Chaïm Soutine was born in the small Jewish town of Smilovichi near Minsk and studied in Vilnius before moving to Paris in 1913. There he initially lived in the artists’ residence “La Ruche”. Subsequently, he met and became friends with Amedeo Modigliani, who took a great interest in Soutine. The year 1923 marked a turning point in the artist’s life. Soutine’s work came to the attention of the American collector Albert Barnes. Stunned by the artist’s “The Little Pastry Chef”, Barnes exclaimed that he had at last found the artist he had been looking for. Barnes bought 52 of Soutine’s works from the art dealer Leo Zborowski, who was working with Soutine at the time. The paintings were displayed the same year at an exhibition in Paris and at the Pennsylvania Academy of the Fine Arts. Barnes brought Soutine fame and material prosperity. Soutine became a leading artist on the European art scene in the 1920s and 1930s and was mentioned in the same breath as Picasso and Matisse at the time.
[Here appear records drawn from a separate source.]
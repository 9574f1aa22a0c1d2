#![warn(missing_docs)]
//! Deterministic testing surfaces: callback recording, fixed-step frame
//! driving and a JSONL event log.

mod driver;
mod recorder;

use anyhow::{Context, Result};
use reticulum_core::GazeEventRecord;
use std::fs::{self, File};
use std::io::{BufWriter, Write};
use std::path::Path;

pub use driver::FrameDriver;
pub use recorder::{EventRecorder, RecordedCall};

/// A sink that writes newline-delimited JSON to disk.
pub struct JsonlSink {
    file: BufWriter<File>,
    written: usize,
}

impl JsonlSink {
    /// Create a new sink at `path`, creating parent dirs if needed.
    pub fn create<P: AsRef<Path>>(path: P) -> Result<Self> {
        let path = path.as_ref();
        if let Some(parent) = path.parent().filter(|p| !p.as_os_str().is_empty()) {
            fs::create_dir_all(parent)
                .with_context(|| format!("Failed to create log directory {}", parent.display()))?;
        }
        let file = File::create(path)
            .with_context(|| format!("Failed to create event log {}", path.display()))?;
        tracing::debug!(path = %path.display(), "event log opened");
        Ok(Self {
            file: BufWriter::new(file),
            written: 0,
        })
    }

    /// Append an event to the log.
    pub fn write(&mut self, event: &GazeEventRecord) -> Result<()> {
        let line = serde_json::to_string(event)?;
        self.file.write_all(line.as_bytes())?;
        self.file.write_all(b"\n")?;
        self.written += 1;
        Ok(())
    }

    /// Number of events written so far.
    pub fn written(&self) -> usize {
        self.written
    }

    /// Flush buffered lines to disk.
    pub fn flush(&mut self) -> Result<()> {
        self.file.flush()?;
        Ok(())
    }
}

/// Read a JSONL event log back into records.
pub fn read_jsonl<P: AsRef<Path>>(path: P) -> Result<Vec<GazeEventRecord>> {
    let path = path.as_ref();
    let contents = fs::read_to_string(path)
        .with_context(|| format!("Failed to read event log {}", path.display()))?;
    contents
        .lines()
        .filter(|line| !line.trim().is_empty())
        .enumerate()
        .map(|(n, line)| {
            serde_json::from_str(line)
                .with_context(|| format!("Malformed event on line {} of {}", n + 1, path.display()))
        })
        .collect()
}

#[cfg(test)]
mod tests {
    use super::*;
    use reticulum_core::{GazeEventKind, TargetId};
    use std::time::{SystemTime, UNIX_EPOCH};

    #[test]
    fn jsonl_sink_writes_one_line_per_event() {
        let path = std::env::temp_dir().join(format!(
            "gaze-events-{}/log.jsonl",
            SystemTime::now()
                .duration_since(UNIX_EPOCH)
                .unwrap()
                .as_nanos()
        ));
        let mut sink = JsonlSink::create(&path).expect("sink create");
        sink.write(&GazeEventRecord {
            time: 0.5,
            target: TargetId(7),
            kind: GazeEventKind::Over,
        })
        .expect("write succeeds");
        sink.write(&GazeEventRecord {
            time: 2.5,
            target: TargetId(7),
            kind: GazeEventKind::Long,
        })
        .expect("write succeeds");
        assert_eq!(sink.written(), 2);
        sink.flush().expect("flush");

        let contents = fs::read_to_string(&path).expect("file readable");
        assert_eq!(contents.lines().count(), 2);
        assert!(contents.contains("\"kind\":\"long\""));

        let records = read_jsonl(&path).expect("log parses");
        assert_eq!(records[1].kind, GazeEventKind::Long);
        assert_eq!(records[0].target, TargetId(7));
    }
}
The exhibition “Chaïm Soutine. Retrospective” is the first Russian retrospective of the work of this unique artist. “Soutine is an artist with an extremely lucky and difficult fate. His artworks were highly valued during his lifetime and were not forgotten after his early death. There are not many artists in the world that had 30 exhibitions during their lifetime and about one solo exhibition a year after their death. Chaïm Soutine is an artist who is increasingly attracting the attention of researchers, curators and collectors with each passing year,” says Marina Loshak, Director of The Pushkin State Museum of Fine Arts.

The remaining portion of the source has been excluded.